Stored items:
====================
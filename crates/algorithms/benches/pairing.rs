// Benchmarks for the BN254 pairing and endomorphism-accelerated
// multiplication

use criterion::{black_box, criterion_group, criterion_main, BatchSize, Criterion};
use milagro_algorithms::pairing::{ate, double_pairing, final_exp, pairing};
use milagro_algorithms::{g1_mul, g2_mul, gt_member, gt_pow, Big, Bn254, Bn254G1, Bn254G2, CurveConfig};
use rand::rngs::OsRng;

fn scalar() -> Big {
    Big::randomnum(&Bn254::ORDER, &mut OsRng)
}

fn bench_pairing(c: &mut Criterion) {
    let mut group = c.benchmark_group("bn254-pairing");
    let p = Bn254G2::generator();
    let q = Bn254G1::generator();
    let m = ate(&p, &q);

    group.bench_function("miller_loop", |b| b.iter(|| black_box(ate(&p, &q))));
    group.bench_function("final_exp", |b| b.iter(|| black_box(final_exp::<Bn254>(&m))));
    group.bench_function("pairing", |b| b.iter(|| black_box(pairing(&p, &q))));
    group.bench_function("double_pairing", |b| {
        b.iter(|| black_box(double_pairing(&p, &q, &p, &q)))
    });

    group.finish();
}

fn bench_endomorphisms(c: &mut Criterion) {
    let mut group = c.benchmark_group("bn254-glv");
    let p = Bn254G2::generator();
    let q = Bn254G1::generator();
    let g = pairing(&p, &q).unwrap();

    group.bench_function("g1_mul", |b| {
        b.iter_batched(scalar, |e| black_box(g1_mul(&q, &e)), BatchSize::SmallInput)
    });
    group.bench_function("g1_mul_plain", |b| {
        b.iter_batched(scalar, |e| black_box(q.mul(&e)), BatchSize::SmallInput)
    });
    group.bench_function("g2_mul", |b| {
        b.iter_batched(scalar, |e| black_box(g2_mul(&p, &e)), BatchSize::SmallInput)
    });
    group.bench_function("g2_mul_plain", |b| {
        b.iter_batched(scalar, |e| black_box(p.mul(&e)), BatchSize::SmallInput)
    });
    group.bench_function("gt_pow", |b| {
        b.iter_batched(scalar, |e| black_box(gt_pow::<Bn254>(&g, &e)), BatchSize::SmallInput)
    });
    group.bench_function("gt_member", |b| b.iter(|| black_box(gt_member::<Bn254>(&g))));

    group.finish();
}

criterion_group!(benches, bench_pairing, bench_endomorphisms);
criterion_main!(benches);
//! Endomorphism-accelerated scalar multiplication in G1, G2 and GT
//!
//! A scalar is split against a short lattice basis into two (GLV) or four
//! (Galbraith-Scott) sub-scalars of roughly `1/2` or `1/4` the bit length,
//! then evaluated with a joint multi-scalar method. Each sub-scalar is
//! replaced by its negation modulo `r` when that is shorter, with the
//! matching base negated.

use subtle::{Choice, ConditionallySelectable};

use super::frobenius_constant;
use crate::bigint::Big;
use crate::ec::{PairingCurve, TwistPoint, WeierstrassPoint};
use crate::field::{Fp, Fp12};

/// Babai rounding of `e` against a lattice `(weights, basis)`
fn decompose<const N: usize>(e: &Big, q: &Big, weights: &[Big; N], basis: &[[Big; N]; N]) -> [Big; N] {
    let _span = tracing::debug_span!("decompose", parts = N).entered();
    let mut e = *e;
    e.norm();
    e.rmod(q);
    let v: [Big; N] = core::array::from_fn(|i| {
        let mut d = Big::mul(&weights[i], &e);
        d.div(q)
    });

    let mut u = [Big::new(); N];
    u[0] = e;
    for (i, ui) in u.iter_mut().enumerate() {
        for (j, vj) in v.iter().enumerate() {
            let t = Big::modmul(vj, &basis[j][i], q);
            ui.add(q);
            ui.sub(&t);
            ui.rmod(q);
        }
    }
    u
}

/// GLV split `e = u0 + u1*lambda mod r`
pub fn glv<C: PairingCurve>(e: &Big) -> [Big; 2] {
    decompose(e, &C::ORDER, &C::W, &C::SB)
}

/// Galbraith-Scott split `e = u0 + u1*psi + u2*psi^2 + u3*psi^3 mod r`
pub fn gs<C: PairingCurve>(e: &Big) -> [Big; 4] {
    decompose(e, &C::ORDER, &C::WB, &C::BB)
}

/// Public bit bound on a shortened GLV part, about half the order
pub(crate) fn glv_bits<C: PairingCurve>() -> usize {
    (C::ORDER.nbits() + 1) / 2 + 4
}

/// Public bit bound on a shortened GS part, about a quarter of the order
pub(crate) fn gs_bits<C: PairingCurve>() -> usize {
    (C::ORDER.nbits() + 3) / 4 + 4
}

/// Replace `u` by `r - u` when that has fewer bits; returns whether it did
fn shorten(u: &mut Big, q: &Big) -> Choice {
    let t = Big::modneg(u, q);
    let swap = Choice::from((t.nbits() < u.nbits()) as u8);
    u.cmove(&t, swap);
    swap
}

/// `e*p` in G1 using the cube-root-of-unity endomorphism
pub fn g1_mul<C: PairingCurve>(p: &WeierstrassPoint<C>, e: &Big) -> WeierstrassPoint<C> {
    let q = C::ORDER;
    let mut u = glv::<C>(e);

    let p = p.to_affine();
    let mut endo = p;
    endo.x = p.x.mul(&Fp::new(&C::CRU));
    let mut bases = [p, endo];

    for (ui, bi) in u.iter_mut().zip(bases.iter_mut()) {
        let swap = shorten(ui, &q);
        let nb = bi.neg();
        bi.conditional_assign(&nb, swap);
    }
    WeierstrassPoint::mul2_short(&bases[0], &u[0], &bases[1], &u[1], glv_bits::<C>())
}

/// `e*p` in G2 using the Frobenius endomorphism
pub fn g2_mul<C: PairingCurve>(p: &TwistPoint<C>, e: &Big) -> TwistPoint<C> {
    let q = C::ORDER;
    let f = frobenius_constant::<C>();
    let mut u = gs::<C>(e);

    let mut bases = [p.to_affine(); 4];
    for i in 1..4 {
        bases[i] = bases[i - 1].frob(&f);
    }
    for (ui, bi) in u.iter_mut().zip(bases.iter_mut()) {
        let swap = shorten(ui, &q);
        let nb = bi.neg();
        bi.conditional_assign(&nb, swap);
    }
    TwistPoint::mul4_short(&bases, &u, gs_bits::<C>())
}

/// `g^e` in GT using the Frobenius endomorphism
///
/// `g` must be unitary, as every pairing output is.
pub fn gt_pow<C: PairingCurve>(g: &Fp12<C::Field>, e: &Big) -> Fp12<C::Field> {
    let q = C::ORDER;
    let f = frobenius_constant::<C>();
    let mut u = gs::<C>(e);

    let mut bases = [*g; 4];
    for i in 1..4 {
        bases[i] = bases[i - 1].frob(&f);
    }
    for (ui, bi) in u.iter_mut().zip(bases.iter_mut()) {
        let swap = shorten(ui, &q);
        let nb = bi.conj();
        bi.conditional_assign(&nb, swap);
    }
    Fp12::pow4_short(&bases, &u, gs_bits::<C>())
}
====================
**EXERCISE BRIEF:**
If a line in the records above includes the string "split", copy it.

**WRITTEN ANSWER:**
//! A scalar is split against a short lattice basis into two (GLV) or four
/// GLV split `e = u0 + u1*lambda mod r`
/// Galbraith-Scott split `e = u0 + u1*psi + u2*psi^2 + u3*psi^3 mod r`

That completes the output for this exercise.